На сцене я уселся так, чтобы мне была видна Александра. Шепот, пущенный по залу, достиг и ее ушей. Глаза моей хозяйки пристыли, словно схваченные нежданным ознобом. Лицо побледнело, широкие брови сошлись к переносице. Сидела Александра напряженная и неподвижная. Живыми у нее оставались только пальцы. Они безостановочно и нервно двигались, будто скручивая невидимую нить.

После встречи я хотел подойти к Александре, но она исчезла из клуба, а председатель потащил нас на банкет.

Меня хватило только на половину застолья. Улучив момент, я выскочил из шумной, прокуренной чайной и с облегчением уселся на бревне, удобно забытом неподалеку в одичавшем вишеннике. Судя по множеству окурков, посеянных в живучей, жесткой, как проволока, траве, бревно служило местом отдохновения на воздухе и продолжения разговоров, которые не всегда, видимо, удавалось закончить к закрытию чайной. Я не ошибся. Минут через десять сюда же притащился распаренный председатель. Вытер лысину скомканным платком, расстегнул рубаху и с наслаждением пустил к телу освежающий предвечерний холодок.

— Ух! — блаженно отдулся он. — Душа передых требует. Раньше зараз суток по трое праздновал, а сейчас всего часа на четыре хватает. Силы стали не те… Как устроились?

— Спасибо, все отлично.

— Заботливая она, Александра, к людям. Наши мужики, дурни, не понимают, какая она хозяйка в дому.

Я рассказал о шепотке, пущенном морщинистой старухой.

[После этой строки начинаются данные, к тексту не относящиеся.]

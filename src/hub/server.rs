//! Hub server - the single writer
//!
//! Holds the hub lock and the only writable handle while it runs, and serves
//! JSON-line requests on a loopback TCP port advertised in the marker file.

use super::protocol::{HubReply, HubRequest, WireError, dispatch};
use super::store::CentralHub;
use super::HubPaths;
use crate::lock::{LockManager, LockOptions, SeedLock};
use crate::storage::atomic::write_atomic;
use crate::{Error, Result};
use chrono::{DateTime, Utc};
use serde::{Deserialize, Serialize};
use std::fs;
use std::future::Future;
use std::io::ErrorKind;
use std::net::SocketAddr;
use std::path::{Path, PathBuf};
use std::sync::{Arc, Mutex};
use tokio::io::{AsyncBufReadExt, AsyncWriteExt, BufReader};
use tokio::net::{TcpListener, TcpStream};
use tokio::sync::watch;
use tokio::task::JoinHandle;

type SharedHub = Arc<Mutex<CentralHub>>;

/// Liveness marker written by a running server
#[derive(Debug, Clone, PartialEq, Eq, Serialize, Deserialize)]
#[serde(rename_all = "camelCase")]
pub struct ServerMarker {
    pub pid: u32,
    pub port: u16,
    pub started_at: DateTime<Utc>,
    pub version: String,
}

impl ServerMarker {
    pub fn new(port: u16) -> Self {
        Self {
            pid: std::process::id(),
            port,
            started_at: Utc::now(),
            version: env!("CARGO_PKG_VERSION").to_string(),
        }
    }

    pub fn read(path: &Path) -> Result<Option<Self>> {
        match fs::read(path) {
            Ok(bytes) => serde_json::from_slice(&bytes)
                .map(Some)
                .map_err(|e| Error::corrupt(path, format!("invalid hub server marker: {}", e))),
            Err(e) if e.kind() == ErrorKind::NotFound => Ok(None),
            Err(e) => Err(e.into()),
        }
    }

    pub fn write(&self, path: &Path) -> Result<()> {
        write_atomic(path, &serde_json::to_vec_pretty(self)?)
    }
}

#[derive(Debug, Clone)]
pub struct HubServerOptions {
    /// 0 picks a free port
    pub port: u16,
    pub lock: LockOptions,
}

impl Default for HubServerOptions {
    fn default() -> Self {
        Self {
            port: 0,
            lock: LockOptions::default().with_holder("hub-server"),
        }
    }
}

impl HubServerOptions {
    pub fn with_port(mut self, port: u16) -> Self {
        self.port = port;
        self
    }
}

/// A running hub server
pub struct HubServer {
    paths: HubPaths,
    addr: SocketAddr,
    marker: ServerMarker,
    shutdown: Option<watch::Sender<bool>>,
    task: Option<JoinHandle<()>>,
    lock: Option<SeedLock>,
}

impl HubServer {
    /// Take the hub lock, open the hub and start serving
    pub async fn start(workspace: impl Into<PathBuf>, options: HubServerOptions) -> Result<Self> {
        let paths = HubPaths::new(workspace);
        let lock = LockManager::acquire(&paths.lock_target(), &options.lock)?;
        let hub = CentralHub::open_writable(&paths.hub_db())?;

        let listener = TcpListener::bind(("127.0.0.1", options.port)).await?;
        let addr = listener.local_addr()?;
        let marker = ServerMarker::new(addr.port());
        marker.write(&paths.marker())?;

        let (shutdown, shutdown_rx) = watch::channel(false);
        let task = tokio::spawn(accept_loop(listener, Arc::new(Mutex::new(hub)), shutdown_rx));

        tracing::info!(pid = marker.pid, %addr, "Hub server started");
        Ok(Self {
            paths,
            addr,
            marker,
            shutdown: Some(shutdown),
            task: Some(task),
            lock: Some(lock),
        })
    }

    pub fn local_addr(&self) -> SocketAddr {
        self.addr
    }

    pub fn marker(&self) -> &ServerMarker {
        &self.marker
    }

    /// Serve until `signal` resolves, then shut down
    pub async fn run_until<F: Future<Output = ()>>(self, signal: F) -> Result<()> {
        signal.await;
        self.shutdown().await
    }

    /// Stop accepting, remove the marker and release the hub lock
    pub async fn shutdown(mut self) -> Result<()> {
        if let Some(tx) = self.shutdown.take() {
            let _ = tx.send(true);
        }
        if let Some(task) = self.task.take() {
            if let Err(e) = task.await {
                tracing::warn!("Hub server task ended abnormally: {}", e);
            }
        }
        self.remove_marker();
        if let Some(lock) = self.lock.take() {
            lock.release()?;
        }
        tracing::info!(pid = self.marker.pid, "Hub server stopped");
        Ok(())
    }

    /// Remove the marker if it is still ours
    fn remove_marker(&self) {
        let path = self.paths.marker();
        match ServerMarker::read(&path) {
            Ok(Some(marker)) if marker == self.marker => {
                if let Err(e) = fs::remove_file(&path) {
                    tracing::warn!("Failed to remove hub server marker {}: {}", path.display(), e);
                }
            }
            _ => {}
        }
    }
}

impl Drop for HubServer {
    fn drop(&mut self) {
        if let Some(tx) = self.shutdown.take() {
            let _ = tx.send(true);
            if let Some(task) = self.task.take() {
                task.abort();
            }
            self.remove_marker();
        }
    }
}

async fn accept_loop(listener: TcpListener, hub: SharedHub, mut shutdown: watch::Receiver<bool>) {
    loop {
        tokio::select! {
            _ = shutdown.changed() => break,
            accepted = listener.accept() => match accepted {
                Ok((stream, peer)) => {
                    let hub = hub.clone();
                    tokio::spawn(async move {
                        if let Err(e) = serve_connection(stream, hub).await {
                            tracing::debug!(%peer, "Hub connection closed: {}", e);
                        }
                    });
                }
                Err(e) => tracing::warn!("Hub server accept failed: {}", e),
            },
        }
    }
}

async fn serve_connection(stream: TcpStream, hub: SharedHub) -> std::io::Result<()> {
    let (read, mut write) = stream.into_split();
    let mut lines = BufReader::new(read).lines();

    while let Some(line) = lines.next_line().await? {
        if line.trim().is_empty() {
            continue;
        }
        let reply = match serde_json::from_str::<HubRequest>(&line) {
            Ok(request) => {
                tracing::debug!(op = request.op(), "Serving hub request");
                HubReply::from_result(execute(hub.clone(), request).await)
            }
            Err(e) => HubReply::Error(WireError::from(&Error::Validation(format!(
                "malformed hub request: {}",
                e
            )))),
        };

        let mut out = serde_json::to_vec(&reply).map_err(std::io::Error::other)?;
        out.push(b'\n');
        write.write_all(&out).await?;
    }
    Ok(())
}

/// Requests are executed one at a time against the single handle
async fn execute(hub: SharedHub, request: HubRequest) -> Result<serde_json::Value> {
    tokio::task::spawn_blocking(move || {
        let hub = hub
            .lock()
            .map_err(|_| Error::Ipc("hub handle poisoned by an earlier panic".to_string()))?;
        dispatch(&hub, request)
    })
    .await
    .unwrap_or_else(|e| Err(Error::Ipc(format!("hub worker failed: {}", e))))
}

#[cfg(test)]
mod tests {
    use super::*;
    use crate::hub::init;
    use tempfile::TempDir;

    #[tokio::test]
    async fn test_marker_lifecycle() {
        let dir = TempDir::new().unwrap();
        init(dir.path()).unwrap();
        let paths = HubPaths::new(dir.path());

        let server = HubServer::start(dir.path(), HubServerOptions::default()).await.unwrap();
        let marker = ServerMarker::read(&paths.marker()).unwrap().unwrap();
        assert_eq!(marker.pid, std::process::id());
        assert_eq!(marker.port, server.local_addr().port());
        assert!(paths.lock_file().exists());

        // a second server cannot start while the first holds the lock
        let second = HubServer::start(dir.path(), HubServerOptions::default()).await;
        assert!(matches!(second, Err(Error::Locked { .. })));

        server.shutdown().await.unwrap();
        assert!(!paths.marker().exists());
        assert!(!paths.lock_file().exists());
    }

    #[tokio::test]
    async fn test_serves_json_lines() {
        let dir = TempDir::new().unwrap();
        init(dir.path()).unwrap();
        let server = HubServer::start(dir.path(), HubServerOptions::default()).await.unwrap();

        let stream = TcpStream::connect(server.local_addr()).await.unwrap();
        let (read, mut write) = stream.into_split();
        let mut lines = BufReader::new(read).lines();

        write.write_all(b"{\"op\":\"status\"}\nnot json\n").await.unwrap();
        let status: HubReply = serde_json::from_str(&lines.next_line().await.unwrap().unwrap()).unwrap();
        assert_eq!(status.into_result().unwrap()["repos_active"], 0);

        let bad: HubReply = serde_json::from_str(&lines.next_line().await.unwrap().unwrap()).unwrap();
        assert!(matches!(bad.into_result(), Err(Error::Validation(_))));

        server.shutdown().await.unwrap();
    }

    #[tokio::test]
    async fn test_start_without_hub() {
        let dir = TempDir::new().unwrap();
        let result = HubServer::start(dir.path(), HubServerOptions::default()).await;
        assert!(matches!(result, Err(Error::NotFound(_))));
        assert!(!HubPaths::new(dir.path()).lock_file().exists());
    }
}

— Мартьянова Лизавета, — усмехнулся председатель. — Вертит языком без ума. Ей каждая сплетка, как курцу табак… Александра недавно на собрании рассказала, как Лизаветин сынок ведро колхозного меду пропил. Вот Мартьяниха теперь и грызет ее, где только можно.

Председатель застегнул воротник рубашки и поправил галстук.

— Все нутро мне бабы брехней вынимают. От такого шепотка здесь непросто отбиться. Лютовали фашисты в войну крепко. В каждом дому оставили зарубку. Вот и саднит старое. Чуть что, перехлестнет через край — и пошло гулять из конца в конец. Как говорится — скажут курице, а та всей улице… Пошли праздновать. А то еще розыск наладят.

Мне не хотелось возвращаться в душную чайную. Я поблагодарил председателя за угощение и пошел к дому, где был мой временный приют.

Александра загоняла во двор в приотворенные ворота белолобого телка. Телок шаловливо вскидывал тощий зад, растопыривал ходулистые ноги и целился боднуть хозяйку безрогой головой в ласковых завитках шелковистой шерсти.

— Иди, иди! — певуче уговаривала его Александра, помахивая хворостиной, которой телок, похоже, не боялся. — Домой пора… Эко разыгрался, дурачок ты глупенький!